Abortion Doctor Sued Under Texas Abortion Law
Dr. Alan Braid, a San Antonio abortion doctor, announced in a recent op-ed that he had violated Texas’ new law Sept. 6.
A Texas abortion doctor who said he performed an abortion in violation of a new state law was sued Monday by two non-Texas residents in what appears to be the first legal action taken since the law took effect this month.
A Texas pro-life group has criticized the lawsuits, however, calling them “imprudent” and “self-serving.”
Dr. Alan Braid, a San Antonio abortion doctor, took to the opinion page of The Washington Post on Sunday to announce that he had violated Texas’ new law Sept. 6 by performing an abortion on a woman whose unborn baby had a heartbeat, and he said he did so because of “a duty of care to this patient ... and because she has a fundamental right to receive this care.”
The Center for Reproductive Rights is reportedly representing Braid.
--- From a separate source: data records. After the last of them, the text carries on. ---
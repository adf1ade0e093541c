use crate::utils::{create_relay, init_tracing, joined_pair, no_media, TestClient};
use parley_client::EngineEvent;
use parley_core::NegotiationState;
use std::sync::Arc;
use std::time::Duration;

async fn established_pair(
    relay: &Arc<parley_server::RelayServer>,
) -> (TestClient, TestClient) {
    let (mut a, mut b) = joined_pair(relay, no_media()).await;
    a.handle.start_call().await;
    a.wait_for(NegotiationState::Established).await;
    b.wait_for(NegotiationState::Established).await;
    (a, b)
}

#[tokio::test]
async fn hangup_idles_both_sides() {
    init_tracing();
    let relay = create_relay();
    let (mut a, mut b) = established_pair(&relay).await;

    a.handle.end_call().await;
    a.wait_for(NegotiationState::Idle).await;
    b.wait_for(NegotiationState::Idle).await;

    assert!(a.engines.last_engine().is_closed());
    assert!(b.engines.last_engine().is_closed());
}

#[tokio::test]
async fn second_hangup_is_a_noop() {
    init_tracing();
    let relay = create_relay();
    let (mut a, mut b) = established_pair(&relay).await;

    a.handle.end_call().await;
    a.wait_for(NegotiationState::Idle).await;
    b.wait_for(NegotiationState::Idle).await;

    a.handle.end_call().await;
    tokio::time::sleep(Duration::from_millis(100)).await;

    assert_eq!(a.state(), NegotiationState::Idle);
    assert_eq!(b.state(), NegotiationState::Idle);
    assert_eq!(a.engines.engine_count(), 1);
}

#[tokio::test]
async fn calling_again_after_hangup_works() {
    init_tracing();
    let relay = create_relay();
    let (mut a, mut b) = established_pair(&relay).await;

    a.handle.end_call().await;
    a.wait_for(NegotiationState::Idle).await;
    b.wait_for(NegotiationState::Idle).await;

    // The pair is still in the room; a second call mints fresh engines.
    a.handle.start_call().await;
    a.wait_for(NegotiationState::Established).await;
    b.wait_for(NegotiationState::Established).await;

    assert_eq!(a.engines.engine_count(), 2);
    assert_eq!(b.engines.engine_count(), 2);
    assert!(!a.engines.engine(1).is_closed());
}

#[tokio::test]
async fn engine_transport_loss_tears_the_call_down() {
    init_tracing();
    let relay = create_relay();
    let (a, mut b) = established_pair(&relay).await;

    b.engines.last_engine().emit(EngineEvent::Closed).await;
    b.wait_for(NegotiationState::Idle).await;

    assert!(b.engines.last_engine().is_closed());
    // Transport loss is inferred locally; nothing went over signaling.
    assert_eq!(a.state(), NegotiationState::Established);
}

#[tokio::test]
async fn peer_disconnect_tears_the_call_down() {
    init_tracing();
    let relay = create_relay();
    let (mut a, b) = established_pair(&relay).await;

    relay.disconnect(b.id);
    a.wait_for(NegotiationState::Idle).await;
    assert!(a.engines.last_engine().is_closed());

    // The peer is gone, so dialing again has no target.
    a.handle.start_call().await;
    tokio::time::sleep(Duration::from_millis(100)).await;
    assert_eq!(a.state(), NegotiationState::Idle);
    assert_eq!(a.engines.engine_count(), 1);
}
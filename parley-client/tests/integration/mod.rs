pub mod call_setup_tests;
pub mod teardown_tests;
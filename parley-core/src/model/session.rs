use serde::{Deserialize, Serialize};
use std::fmt;

#[derive(Debug, Serialize, Deserialize, Clone, Copy, Eq, PartialEq)]
#[serde(rename_all = "lowercase")]
pub enum SdpKind {
    Offer,
    Answer,
}

/// An opaque negotiation blob produced by the peer-connection engine.
/// The signaling layer carries it end to end without interpreting the SDP.
#[derive(Debug, Serialize, Deserialize, Clone, Eq, PartialEq)]
pub struct SessionDescription {
    #[serde(rename = "type")]
    pub kind: SdpKind,
    pub sdp: String,
}

impl SessionDescription {
    pub fn offer(sdp: impl Into<String>) -> Self {
        Self {
            kind: SdpKind::Offer,
            sdp: sdp.into(),
        }
    }

    pub fn answer(sdp: impl Into<String>) -> Self {
        Self {
            kind: SdpKind::Answer,
            sdp: sdp.into(),
        }
    }
}

/// Where a call currently stands, per client. The display layer renders off
/// this value alone; it carries no control logic.
#[derive(Debug, Clone, Copy, Eq, PartialEq)]
pub enum NegotiationState {
    /// No call, no known peer.
    Idle,
    /// A peer is known; calling is up to an explicit user action.
    CallerReady,
    /// A peer is known; waiting passively for an incoming offer.
    CalleeReady,
    /// Local offer created, not yet sent.
    Offering,
    /// Offer sent, waiting for the remote answer.
    AwaitingAnswer,
    /// Building an answer for a remote offer.
    Answering,
    /// Offer/answer round complete; media flows outside signaling.
    Established,
    /// A post-establishment offer round is in flight.
    Renegotiating,
}

impl fmt::Display for NegotiationState {
    fn fmt(&self, f: &mut fmt::Formatter<'_>) -> fmt::Result {
        let s = match self {
            Self::Idle => "idle",
            Self::CallerReady => "caller-ready",
            Self::CalleeReady => "callee-ready",
            Self::Offering => "offering",
            Self::AwaitingAnswer => "awaiting-answer",
            Self::Answering => "answering",
            Self::Established => "established",
            Self::Renegotiating => "renegotiating",
        };
        write!(f, "{s}")
    }
}
use crate::model::{ConnectionId, RoomId};
use thiserror::Error;

/// Relay-side failures. Scoped to one connection; never corrupt shared
/// room state.
#[derive(Debug, Error, Clone, Eq, PartialEq)]
pub enum SignalError {
    #[error("recipient {0} is not connected")]
    UnknownRecipient(ConnectionId),

    #[error("room {0} is full")]
    RoomFull(RoomId),
}

/// Client-side negotiation failures. All of these are absorbed locally and
/// never terminate the client.
#[derive(Debug, Error)]
pub enum NegotiationError {
    /// Malformed or unexpected offer/answer. Dropped and logged.
    #[error("invalid remote description: {0}")]
    InvalidRemoteDescription(String),

    /// An answer or offer for an already superseded round. Dropped silently.
    #[error("stale negotiation round")]
    StaleNegotiation,

    /// Device permission refused. The call is aborted locally; nothing goes
    /// over signaling.
    #[error("media acquisition denied")]
    MediaAcquisitionDenied,

    /// Failure inside the peer-connection engine itself.
    #[error("engine failure: {0}")]
    Engine(String),
}
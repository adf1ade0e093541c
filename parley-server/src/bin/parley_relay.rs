use anyhow::{Context, Result};
use clap::Parser;
use parley_server::{RelayServer, RoomPolicy, router};
use std::net::SocketAddr;
use std::sync::Arc;
use tracing::info;
use tracing_subscriber::EnvFilter;

/// Signaling relay for parley calls.
#[derive(Parser)]
#[command(name = "parley-relay")]
struct Args {
    /// Address to listen on.
    #[arg(long, default_value = "0.0.0.0:8000")]
    addr: SocketAddr,

    /// Members allowed per room.
    #[arg(long, default_value_t = 2)]
    room_cap: usize,
}

#[tokio::main]
async fn main() -> Result<()> {
    tracing_subscriber::fmt()
        .with_env_filter(EnvFilter::try_from_default_env().unwrap_or_else(|_| "info".into()))
        .init();

    let args = Args::parse();

    let relay = Arc::new(RelayServer::new(RoomPolicy {
        max_members: args.room_cap,
    }));

    let listener = tokio::net::TcpListener::bind(args.addr)
        .await
        .with_context(|| format!("failed to bind {}", args.addr))?;

    info!(addr = %args.addr, room_cap = args.room_cap, "relay listening");

    axum::serve(listener, router(relay))
        .await
        .context("server error")?;

    Ok(())
}
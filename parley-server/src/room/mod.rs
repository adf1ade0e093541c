mod registry;

pub use registry::{RoomPolicy, RoomRegistry};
Texas’ law, which is designed to be enforced through private lawsuits, prohibits abortions after a fetal heartbeat can be detected, around six weeks gestation, except in medical emergencies. The law took effect Sept. 1.
The law allows for at least $10,000 in damages in successful lawsuits, which can be filed by non-Texas residents against anyone who “aids and abets” an illegal abortion; women seeking abortions cannot be sued under the law.
In early September the Supreme Court ruled that the abortion providers challenging the law had not made a sufficient case for relief from it and declined to block the law in a 5-4 decision. The U.S. Department of Justice, at the direction of President Joe Biden, filed a legal complaint in a federal district court Sept. 9, arguing that Texas acted “in open defiance of the Constitution” in restricting “most pre-viability abortions.”
Despite the law’s intentions, neither of the two men filing lawsuits against Braid appear to have done so because of anti-abortion convictions.
One of the lawsuits was brought by Oscar Stilley, an Arkansas man and self-described “disbarred and disgraced” lawyer currently serving a 15-year house arrest sentence for tax evasion. Stilley told The New York Times that he is “not pro-life” and filed the lawsuit in an attempt both to “vindicate” the Texas law and to collect the up to $10,000 he could be awarded if he wins the suit.
The second lawsuit was filed by an Illinois man, Felipe Gomez, who, in the complaint, described himself as “pro-choice” and opined that the Texas law is “illegal.” He said if he is awarded money, he would likely donate it to an “abortion-rights group” or to the patients of the doctor he sued, NPR reported.
Texas Right to Life criticized the two lawsuits as “self-serving legal stunts.”
“Neither of these lawsuits are valid attempts to save innocent human lives,” John Seago, legislative director for Texas Right to Life, told The New York Times.
Braid claimed the law had “shut down about 80% of the abortion services we provide.”
“I fully understood that there could be legal consequences — but I wanted to make sure that Texas didn’t get away with its bid to prevent this blatantly unconstitutional law from being tested,” he wrote.
Catholic bishops around the country reacted with praise to the law and noted that women experiencing a crisis pregnancy have resources available, instead of abortion.
The bishops of Texas have said that opponents of the law, who have described a fetal heartbeat as “electrically induced flickering of embryonic tissue” or “embryonic cardiac activity,” are making a “disturbing” effort to “dehumanize the unborn.”
“Abortion is a human-rights issue; the most fundamental human right is the right to life,” said the Texas bishops Sept. 3. “Abortion is not health care. Abortion is not freedom. Abortion does not help women. Abortion is never the answer. It is always the violent taking of innocent human life.”
Pro-life leaders pointed out that the Lone Star State’s legislature recently increased public benefits for low-income mothers, expanding Medicaid coverage for new mothers and funding the Alternatives to Abortion program.
“Texas is further leading in compassion for women and families with its $100-million Alternatives to Abortion state program and 10 times as many pro-life pregnancy centers as abortion facilities,” said Marjorie Dannenfelser, president of the pro-life Susan B. Anthony List.
Texas Gov. Greg Abbott on Tuesday signed into law a ban on the use of abortion-inducing drugs in the state seven weeks into a pregnancy. The measure is set to take effect in December.